Riguardo l’emergenza Coronavirus, il responsabile provinciale di CasaPound Italia Filippo Castaldini è intervenuto con una dura presa di posizione nei confronti della gestione dei migranti.

Secondo quanto riporta il portavoce di CasaPound, dalla città di Trento arrivano numerose segnalazioni di gruppi di stranieri che bivaccano per la città, rendendosi protagonisti di episodi di spaccio, segnalando una certa difficoltà da parte delle strutture di accoglienza nel far rispettare il Decreto legge #restoacasa.

Anche dalla Croce Rossa ci segnalano un via vai continuo degli ospiti dalle strutture di accoglienza” afferma Castaldini. “Nonostante l’obbligo di autocertificazione, ci viene segnalato spesso che i migranti vanno a spasso per la città a tutte le ore, per non parlare di quelli che poi vengono fermati durante i controlli antidroga, come successo qualche giorno fa alla Portela“.

La recinzione della struttura – continua il referente provinciale di CasaPound – presenta diverse falle ed è quindi lecito chiedersi, anche a tutela di chi ci lavora, se tutti coloro che escono dalle residenze, come per esempio quella di Fersina, siano autorizzati a farlo e che tipo di controlli vengano messi a punto dai coordinatori delle strutture affinché si riduca l’uscita dei migranti, se non per stretta necessità“.

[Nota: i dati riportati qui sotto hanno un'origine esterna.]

//! # hias-cli
//!
//! Command-line front-end for the HIAS agent.
//!
//! ```text
//! hias-agent [--config PATH] [--log-level L] [-v|-q] <mode>
//! ```
//!
//! `<mode>` is one of `train`, `classify`, `server` or `classify_http`, and
//! must also appear in `agent.params`. Exit codes: `0` success, `1` fatal
//! error or termination signal, `2` usage error.

pub mod cli;
pub mod logging;

pub use cli::Cli;
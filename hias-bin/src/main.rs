use clap::Parser;
use hias_cli::Cli;

#[tokio::main]
async fn main() {
    let cli = Cli::parse();
    let code = cli.run().await;
    std::process::exit(code);
}
//! # hias-channels
//!
//! The agent's messaging channel. [`MqttChannel`] holds one session with the
//! HIAS broker and exposes it through the [`MessagingChannel`] trait, so the
//! coordinator and the HTTP server can share a handle without knowing about
//! MQTT.
//!
//! ## Topics
//!
//! | Topic | Direction | Payload |
//! |-------|-----------|---------|
//! | `{location}/Agents/{zone}/{entity}/Status` | out, retained | `ONLINE` / `OFFLINE` (last-will) |
//! | `{location}/Agents/{zone}/{entity}/Life` | out | heartbeat JSON |
//! | `{location}/Agents/{zone}/{entity}/Commands` | in | command JSON |
//! | `{location}/Agents/{zone}/{entity}/Sensors` | out | classification reports |

pub mod adapter;
pub mod mock;
pub mod mqtt;

pub use adapter::{AgentTopic, ChannelEvent, InboundMessage, MessagingChannel, TopicBuilder};
pub use mock::MockChannel;
pub use mqtt::MqttChannel;
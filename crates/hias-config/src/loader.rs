use std::path::{Path, PathBuf};
use std::sync::Arc;
use tracing::{info, warn};

use crate::schema::{ConfigWarning, HiasConfig};

/// Loads the agent configuration once at startup.
pub struct ConfigLoader {
    config: Arc<HiasConfig>,
    config_path: PathBuf,
    warnings: Vec<ConfigWarning>,
}

impl ConfigLoader {
    /// Resolve the config path: explicit path > HIAS_CONFIG env > ~/.hias/agent.toml
    pub fn resolve_path(explicit: Option<&Path>) -> PathBuf {
        if let Some(p) = explicit {
            return p.to_path_buf();
        }
        if let Ok(p) = std::env::var("HIAS_CONFIG") {
            return PathBuf::from(p);
        }
        dirs::home_dir()
            .unwrap_or_else(|| PathBuf::from("."))
            .join(".hias")
            .join("agent.toml")
    }

    /// Load the config from disk, falling back to defaults.
    pub fn load(path: Option<&Path>) -> hias_core::Result<Self> {
        let config_path = Self::resolve_path(path);
        let config = if config_path.exists() {
            info!(?config_path, "loading configuration");
            let raw = std::fs::read_to_string(&config_path)?;
            Self::parse(&raw, &config_path)?
        } else {
            warn!(?config_path, "config file not found, using defaults");
            HiasConfig::default()
        };

        let config = Self::apply_env_overrides(config);

        // Validate config: keep warnings, fail on errors
        let warnings = config.validate().map_err(hias_core::HiasError::Config)?;
        for w in &warnings {
            warn!("{}", w);
        }

        Ok(Self {
            config: Arc::new(config),
            config_path,
            warnings,
        })
    }

    fn parse(raw: &str, config_path: &Path) -> hias_core::Result<HiasConfig> {
        toml::from_str::<HiasConfig>(raw).map_err(|e| {
            hias_core::HiasError::Config(format!(
                "failed to parse {}: {}",
                config_path.display(),
                e
            ))
        })
    }

    /// Shared read-only handle.
    pub fn shared(&self) -> Arc<HiasConfig> {
        Arc::clone(&self.config)
    }

    /// Non-fatal findings from validation.
    pub fn warnings(&self) -> &[ConfigWarning] {
        &self.warnings
    }

    /// Path the config was resolved from.
    pub fn path(&self) -> &Path {
        &self.config_path
    }

    /// Apply env var overrides (HIAS_MQTT_HOST, HIAS_SERVER_LISTEN, etc.)
    fn apply_env_overrides(mut config: HiasConfig) -> HiasConfig {
        if let Ok(v) = std::env::var("HIAS_MQTT_HOST") {
            config.mqtt.host = v;
        }
        if let Ok(v) = std::env::var("HIAS_MQTT_PORT") {
            match v.parse::<u16>() {
                Ok(port) => config.mqtt.port = port,
                Err(_) => warn!(value = %v, "ignoring invalid HIAS_MQTT_PORT"),
            }
        }
        if let Ok(v) = std::env::var("HIAS_SERVER_LISTEN") {
            config.server.listen = v;
        }
        if let Ok(v) = std::env::var("HIAS_LOG_LEVEL") {
            config.logging.level = v;
        }
        // Credentials: config file takes priority, env is the fallback.
        if config.mqtt.username.is_none() {
            if let Ok(v) = std::env::var("HIAS_MQTT_USERNAME") {
                config.mqtt.username = Some(v);
            }
        }
        if config.mqtt.password.is_none() {
            if let Ok(v) = std::env::var("HIAS_MQTT_PASSWORD") {
                config.mqtt.password = Some(v);
            }
        }
        config
    }
}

Non si ravvedono infatti motivi di lavoro né di spesa ai supermercati per i quali i migranti dovrebbero uscire dalle loro residenze. Far rispettare le direttive è sacrosanto e proprio per questo ci aspettiamo che le regole valgano per tutti, soprattutto per chi è ospite in strutture pagate e sostenute da tutti i contribuenti” ha concluso Castaldini.